━━━ PROVIDED RECORDS

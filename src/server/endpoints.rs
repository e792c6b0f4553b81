// src/server/endpoints.rs
use super::route::resolve_route;
use crate::check::{AboutProvider, AlwaysGood, GoodToGoCheck, HealthCheck, NoChecks};
use crate::config::{RouteMatching, RouteName, ServiceConfig};
use crate::descriptor::{build_descriptor, build_descriptor_with, ServiceDescriptor};
use crate::error::{ConfigError, OpsError};
use crate::gtg::evaluate_gtg;
use crate::health::aggregate_health;
use crate::metrics::{MetricsCollector, Timer};
use hyper::header::{HeaderValue, CACHE_CONTROL, CONTENT_TYPE};
use hyper::{Body, Method, Request, Response, StatusCode};
use std::collections::HashSet;
use std::sync::Arc;
use std::time::Duration;
use tracing::debug;

const JSON: &str = "application/json; charset=utf-8";
const TEXT: &str = "text/plain; charset=utf-8";

/// The operational endpoints of one service.
///
/// Holds everything a request may read; nothing in here changes after
/// construction, so it is shared between requests behind an `Arc`.
pub struct Endpoints {
    descriptor: Arc<ServiceDescriptor>,
    gtg_check: Arc<dyn GoodToGoCheck>,
    health_check: Arc<dyn HealthCheck>,
    routes: HashSet<RouteName>,
    route_matching: RouteMatching,
    cache_control: HeaderValue,
    gtg_timeout: Duration,
    metrics: Option<Arc<MetricsCollector>>,
}

impl Endpoints {
    pub fn new(config: &ServiceConfig, descriptor: ServiceDescriptor) -> Result<Self, ConfigError> {
        config.validate_settings()?;

        let cache_control = HeaderValue::from_str(&config.cache_control)
            .map_err(|_| ConfigError::InvalidCacheControl(config.cache_control.clone()))?;

        Ok(Self {
            descriptor: Arc::new(descriptor),
            gtg_check: Arc::new(AlwaysGood),
            health_check: Arc::new(NoChecks),
            routes: config.routes.iter().copied().collect(),
            route_matching: config.route_matching,
            cache_control,
            gtg_timeout: config.gtg_timeout(),
            metrics: None,
        })
    }

    /// Build the descriptor from `config` and the endpoints around it.
    pub async fn from_config(config: &ServiceConfig) -> Result<Self, ConfigError> {
        let descriptor = build_descriptor(config).await?;
        Self::new(config, descriptor)
    }

    /// Like [`Endpoints::from_config`], awaiting `about` for the part of the
    /// about information that is only known at runtime.
    pub async fn from_config_with_about(
        config: &ServiceConfig,
        about: &dyn AboutProvider,
    ) -> Result<Self, ConfigError> {
        let descriptor = build_descriptor_with(config, about).await?;
        Self::new(config, descriptor)
    }

    pub fn with_gtg_check(mut self, check: impl GoodToGoCheck + 'static) -> Self {
        self.gtg_check = Arc::new(check);
        self
    }

    pub fn with_health_check(mut self, check: impl HealthCheck + 'static) -> Self {
        self.health_check = Arc::new(check);
        self
    }

    pub fn with_metrics(mut self, metrics: Arc<MetricsCollector>) -> Self {
        self.metrics = Some(metrics);
        self
    }

    pub fn descriptor(&self) -> &ServiceDescriptor {
        &self.descriptor
    }

    pub fn is_enabled(&self, route: RouteName) -> bool {
        self.routes.contains(&route)
    }

    /// The enabled route this request should be answered by, if any.
    pub fn route_for<B>(&self, req: &Request<B>) -> Option<RouteName> {
        if req.method() != Method::GET {
            return None;
        }

        let route = resolve_route(req.uri().path(), self.route_matching)?;
        if !self.is_enabled(route) {
            debug!(route = route.as_str(), "route disabled, passing request on");
            return None;
        }
        Some(route)
    }

    pub async fn handle(&self, route: RouteName) -> Result<Response<Body>, OpsError> {
        debug!(route = route.as_str(), "handling operational request");
        if let Some(metrics) = &self.metrics {
            metrics.record_request(route);
        }

        match route {
            RouteName::About => self.about(),
            RouteName::Gtg => self.gtg().await,
            RouteName::Health => self.health().await,
            RouteName::Error => Err(OpsError::Intentional),
        }
    }

    fn about(&self) -> Result<Response<Body>, OpsError> {
        let body = serde_json::to_vec(&*self.descriptor)?;
        self.respond(StatusCode::OK, JSON, body)
    }

    async fn gtg(&self) -> Result<Response<Body>, OpsError> {
        let timer = Timer::new();
        let outcome = evaluate_gtg(self.gtg_check.clone(), self.gtg_timeout).await;

        if let Some(metrics) = &self.metrics {
            metrics.record_gtg(&outcome, timer.elapsed());
        }

        self.respond(outcome.status(), TEXT, outcome.message().to_owned())
    }

    async fn health(&self) -> Result<Response<Body>, OpsError> {
        let result = aggregate_health(self.health_check.as_ref(), &self.descriptor).await;

        if let Some(metrics) = &self.metrics {
            metrics.record_health(result.is_ok());
        }

        match result {
            Ok(envelope) => self.respond(StatusCode::OK, JSON, serde_json::to_vec(&envelope)?),
            Err(e) => self.respond(StatusCode::INTERNAL_SERVER_ERROR, TEXT, e.to_string()),
        }
    }

    fn respond(
        &self,
        status: StatusCode,
        content_type: &'static str,
        body: impl Into<Body>,
    ) -> Result<Response<Body>, OpsError> {
        let response = Response::builder()
            .status(status)
            .header(CACHE_CONTROL, self.cache_control.clone())
            .header(CONTENT_TYPE, content_type)
            .body(body.into())?;
        Ok(response)
    }
}
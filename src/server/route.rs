// src/server/route.rs
use crate::config::{RouteMatching, RouteName};

const ROUTES: [RouteName; 4] = [
    RouteName::About,
    RouteName::Gtg,
    RouteName::Health,
    RouteName::Error,
];

/// Map a request path to the operational route it names, if any.
pub fn resolve_route(path: &str, matching: RouteMatching) -> Option<RouteName> {
    ROUTES.into_iter().find(|route| match matching {
        RouteMatching::Exact => path == route.path(),
        RouteMatching::Suffix => path.ends_with(route.path()),
    })
}
// src/error.rs
use thiserror::Error;

/// Problems with the service configuration. These are fatal at startup.
#[derive(Debug, Error)]
pub enum ConfigError {
    #[error("Missing configuration option. Should include a 'serviceName' property.")]
    MissingServiceName,

    #[error("Invalid cacheControl header value: {0:?}")]
    InvalidCacheControl(String),

    #[error("gtgTimeoutMs must be greater than zero")]
    ZeroGtgTimeout,
}

#[derive(Debug, Error)]
pub enum OpsError {
    #[error(transparent)]
    Config(#[from] ConfigError),

    /// Raised by the `/__error` route so the host's error page can be exercised.
    #[error("Intentional test error triggered by the /__error route")]
    Intentional,

    #[error("Failed to build response: {0}")]
    Http(#[from] hyper::http::Error),

    #[error("Failed to serialize response body: {0}")]
    Json(#[from] serde_json::Error),
}
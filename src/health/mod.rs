// src/health/mod.rs
mod aggregator;

pub use aggregator::{aggregate_health, HealthEnvelope, HealthError, SCHEMA_VERSION};
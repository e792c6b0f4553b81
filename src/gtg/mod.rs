// src/gtg/mod.rs
mod evaluator;

pub use evaluator::{evaluate_gtg, GtgOutcome, DEFAULT_GTG_TIMEOUT};
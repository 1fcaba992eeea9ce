use chrono::{Datelike, Days, Months, NaiveDate};

use crate::models::Frequency;

/// The occurrence after `current`, or `None` for schedules that only fire
/// once. Month-based steps land on the day-of-month of `start`, clamped to
/// the length of the target month, so a schedule anchored on the 31st
/// returns to the 31st after a short month.
pub(crate) fn next_occurrence(
    frequency: Frequency,
    current: NaiveDate,
    start: NaiveDate,
) -> Option<NaiveDate> {
    match frequency {
        Frequency::Weekly => current.checked_add_days(Days::new(7)),
        Frequency::Biweekly => current.checked_add_days(Days::new(14)),
        Frequency::Monthly => add_months_anchored(current, 1, start.day()),
        Frequency::Quarterly => add_months_anchored(current, 3, start.day()),
        Frequency::Annual => add_months_anchored(current, 12, start.day()),
        Frequency::OneTime => None,
    }
}

fn add_months_anchored(current: NaiveDate, months: u32, anchor_day: u32) -> Option<NaiveDate> {
    let target_month = current
        .with_day(1)?
        .checked_add_months(Months::new(months))?;
    let day = anchor_day.min(days_in_month(target_month)?);
    target_month.with_day(day)
}

fn days_in_month(first_of_month: NaiveDate) -> Option<u32> {
    first_of_month
        .checked_add_months(Months::new(1))?
        .pred_opt()
        .map(|last| last.day())
}
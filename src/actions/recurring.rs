use anyhow::Result;
use chrono::{DateTime, TimeZone};

use super::check_category;
use crate::auth::{authorize, Permission, Session};
use crate::db::Database;
use crate::error::AppError;
use crate::models::*;
use crate::recurring::{self, RolloverReport};

pub(crate) fn add_recurring(
    db: &Database,
    session: &Session,
    workspace_id: i64,
    mut template: RecurringTransaction,
) -> Result<RecurringTransaction> {
    authorize(db, session, workspace_id, Permission::Edit)?;
    template.workspace_id = workspace_id;
    template.next_due_date = template.start_date;
    template.last_processed_at = None;
    template.completed_at = None;
    template.is_active = true;
    template.validate()?;
    check_category(db, workspace_id, template.category_id, Some(template.kind))?;
    template.id = Some(db.insert_recurring(&template)?);
    tracing::info!(workspace_id, template_id = ?template.id, frequency = %template.frequency, "created recurring template");
    Ok(template)
}

pub(crate) fn list_recurring(
    db: &Database,
    session: &Session,
    workspace_id: i64,
) -> Result<Vec<RecurringTransaction>> {
    authorize(db, session, workspace_id, Permission::View)?;
    db.get_recurring_list(workspace_id)
}

fn load_template(db: &Database, workspace_id: i64, template_id: i64) -> Result<RecurringTransaction> {
    Ok(db
        .get_recurring(template_id)?
        .filter(|t| t.workspace_id == workspace_id)
        .ok_or(AppError::NotFound {
            kind: "recurring transaction",
            id: template_id,
        })?)
}

/// Pause or resume a template. A template whose schedule has run out cannot
/// be resumed.
pub(crate) fn set_recurring_active(
    db: &Database,
    session: &Session,
    workspace_id: i64,
    template_id: i64,
    active: bool,
) -> Result<RecurringTransaction> {
    authorize(db, session, workspace_id, Permission::Edit)?;
    let mut template = load_template(db, workspace_id, template_id)?;
    if active {
        if let Some(completed_at) = template.completed_at {
            return Err(AppError::validation(format!(
                "'{}' finished on {} and has no occurrences left",
                template.name,
                completed_at.date_naive()
            ))
            .into());
        }
        if let Some(end) = template.end_date.filter(|end| template.next_due_date > *end) {
            return Err(AppError::validation(format!(
                "'{}' is past its end date {end}",
                template.name
            ))
            .into());
        }
    }
    db.set_recurring_active(template_id, active)?;
    template.is_active = active;
    Ok(template)
}

pub(crate) fn delete_recurring(
    db: &Database,
    session: &Session,
    workspace_id: i64,
    template_id: i64,
) -> Result<()> {
    authorize(db, session, workspace_id, Permission::Edit)?;
    load_template(db, workspace_id, template_id)?;
    db.delete_recurring(template_id)
}

/// The manual "process due" action. Callers without edit rights are turned
/// away before any template is read.
pub(crate) fn process_due<Tz: TimeZone>(
    db: &Database,
    session: &Session,
    workspace_id: i64,
    now: DateTime<Tz>,
) -> Result<RolloverReport> {
    authorize(db, session, workspace_id, Permission::Edit)?;
    recurring::process_due(db, workspace_id, now)
}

━━━━━━

REQUIRED WORK> Wherever the word "respond" appears in a line of the data above, copy that line.

WRITTEN SOLUTION>
        self.respond(StatusCode::OK, JSON, body)
        self.respond(outcome.status(), TEXT, outcome.message().to_owned())
            Ok(envelope) => self.respond(StatusCode::OK, JSON, serde_json::to_vec(&envelope)?),
            Err(e) => self.respond(StatusCode::INTERNAL_SERVER_ERROR, TEXT, e.to_string()),
    fn respond(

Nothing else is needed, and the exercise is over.